WHAT YOU SHOULD DO.
Give back, character for character, the line that includes "for (name, value)" and all lines beneath it in the data.

Content starts

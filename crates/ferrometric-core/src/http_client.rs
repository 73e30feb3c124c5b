//! Transport seam between the client pool and the network.
//!
//! [`HttpClient`] is the only thing the pool knows about HTTP. Production code
//! uses [`ReqwestHttpClient`]; tests script responses behind the same trait.

use std::collections::BTreeMap;
use std::future::Future;
use std::pin::Pin;
use std::sync::Arc;
use std::time::Duration;

use thiserror::Error;

/// Boxed future returned by [`HttpClient::execute`].
pub type HttpFuture<'a> = Pin<Box<dyn Future<Output = Result<HttpResponse, HttpError>> + Send + 'a>>;

#[derive(Debug, Clone, Copy, PartialEq, Eq)]
pub enum HttpMethod {
    Get,
    Post,
}

/// Credentials attached to provider requests.
#[derive(Debug, Clone, Default, PartialEq, Eq)]
pub enum HttpAuth {
    #[default]
    None,
    /// `Authorization: Bearer <token>`.
    BearerToken(String),
    /// A provider-specific header carrying the token.
    Header { name: String, value: String },
}

impl HttpAuth {
    /// Header name (lowercase) and value to send, if any.
    pub fn header(&self) -> Option<(String, String)> {
        match self {
            Self::None => None,
            Self::BearerToken(token) => {
                Some((String::from("authorization"), format!("Bearer {token}")))
            }
            Self::Header { name, value } => Some((name.to_ascii_lowercase(), value.clone())),
        }
    }
}

/// One outgoing request. Header names are stored lowercase.
#[derive(Debug, Clone, PartialEq, Eq)]
pub struct HttpRequest {
    pub method: HttpMethod,
    pub url: String,
    pub headers: BTreeMap<String, String>,
    pub body: Option<String>,
    /// Deadline handed to the transport; the pool enforces its own as well.
    pub timeout: Option<Duration>,
}

impl HttpRequest {
    pub fn get(url: impl Into<String>) -> Self {
        Self {
            method: HttpMethod::Get,
            url: url.into(),
            headers: BTreeMap::new(),
            body: None,
            timeout: None,
        }
    }

    pub fn post_json(url: impl Into<String>, body: impl Into<String>) -> Self {
        let mut request = Self::get(url).with_header("content-type", "application/json");
        request.method = HttpMethod::Post;
        request.body = Some(body.into());
        request
    }

    pub fn with_header(mut self, name: impl Into<String>, value: impl Into<String>) -> Self {
        self.headers
            .insert(name.into().to_ascii_lowercase(), value.into());
        self
    }

    pub fn with_auth(self, auth: &HttpAuth) -> Self {
        match auth.header() {
            Some((name, value)) => self.with_header(name, value),
            None => self,
        }
    }

    pub fn with_timeout(mut self, timeout: Duration) -> Self {
        self.timeout = Some(timeout);
        self
    }
}

#[derive(Debug, Clone, PartialEq, Eq)]
pub struct HttpResponse {
    pub status: u16,
    pub body: String,
    /// `Retry-After` in its delta-seconds form.
    pub retry_after: Option<Duration>,
}

impl HttpResponse {
    pub fn ok_json(body: impl Into<String>) -> Self {
        Self::with_status(200, body)
    }

    pub fn with_status(status: u16, body: impl Into<String>) -> Self {
        Self {
            status,
            body: body.into(),
            retry_after: None,
        }
    }

    pub fn with_retry_after(mut self, retry_after: Duration) -> Self {
        self.retry_after = Some(retry_after);
        self
    }
}

/// Failure below the HTTP status layer: no response was received.
#[derive(Debug, Clone, Error, PartialEq, Eq)]
pub enum HttpError {
    #[error("timed out: {0}")]
    Timeout(String),

    #[error("could not connect: {0}")]
    Connect(String),

    #[error("transport error: {0}")]
    Transport(String),
}

impl From<reqwest::Error> for HttpError {
    fn from(error: reqwest::Error) -> Self {
        if error.is_timeout() {
            Self::Timeout(error.to_string())
        } else if error.is_connect() {
            Self::Connect(error.to_string())
        } else {
            Self::Transport(error.to_string())
        }
    }
}

/// Executes requests. Dropping the returned future must abort the request.
pub trait HttpClient: Send + Sync {
    fn execute<'a>(&'a self, request: HttpRequest) -> HttpFuture<'a>;
}

/// reqwest-backed transport. Idle connections are kept per host and reused
/// by every request of the run.
#[derive(Debug, Clone)]
pub struct ReqwestHttpClient {
    client: Arc<reqwest::Client>,
}

impl ReqwestHttpClient {
    pub fn new(max_idle_per_host: usize) -> Self {
        let client = reqwest::Client::builder()
            .user_agent(concat!("ferrometric/", env!("CARGO_PKG_VERSION")))
            .pool_max_idle_per_host(max_idle_per_host.max(1))
            .pool_idle_timeout(Duration::from_secs(90))
            .connect_timeout(Duration::from_secs(10))
            .build()
            .unwrap_or_else(|error| {
                tracing::warn!(%error, "falling back to default http client");
                reqwest::Client::new()
            });
        Self {
            client: Arc::new(client),
        }
    }
}

impl HttpClient for ReqwestHttpClient {
    fn execute<'a>(&'a self, request: HttpRequest) -> HttpFuture<'a> {
        Box::pin(async move {
            let HttpRequest {
                method,
                url,
                headers,
                body,
                timeout,
            } = request;

            let mut builder = match method {
                HttpMethod::Get => self.client.get(&url),
                HttpMethod::Post => self.client.post(&url),
            };
            for (name, value) in &headers {
                builder = builder.header(name, value);
            }
            if let Some(timeout) = timeout {
                builder = builder.timeout(timeout);
            }
            if let Some(body) = body {
                builder = builder.body(body);
            }

            let response = builder.send().await?;
            let status = response.status().as_u16();
            let retry_after = response
                .headers()
                .get(reqwest::header::RETRY_AFTER)
                .and_then(|value| value.to_str().ok())
                .and_then(parse_retry_after);

            Ok(HttpResponse {
                status,
                body: response.text().await?,
                retry_after,
            })
        })
    }
}

/// Parse `Retry-After: <seconds>`. The HTTP-date form yields `None` and the
/// caller falls back to its own cool-down.
pub fn parse_retry_after(value: &str) -> Option<Duration> {
    value.trim().parse::<u64>().ok().map(Duration::from_secs)
}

Content ends

EXERCISE ANSWER.
            for (name, value) in &headers {
                builder = builder.header(name, value);
            }
            if let Some(timeout) = timeout {
                builder = builder.timeout(timeout);
            }
            if let Some(body) = body {
                builder = builder.body(body);
            }

            let response = builder.send().await?;
            let status = response.status().as_u16();
            let retry_after = response
                .headers()
                .get(reqwest::header::RETRY_AFTER)
                .and_then(|value| value.to_str().ok())
                .and_then(parse_retry_after);

            Ok(HttpResponse {
                status,
                body: response.text().await?,
                retry_after,
            })
        })
    }
}

/// Parse `Retry-After: <seconds>`. The HTTP-date form yields `None` and the
/// caller falls back to its own cool-down.
pub fn parse_retry_after(value: &str) -> Option<Duration> {
    value.trim().parse::<u64>().ok().map(Duration::from_secs)
}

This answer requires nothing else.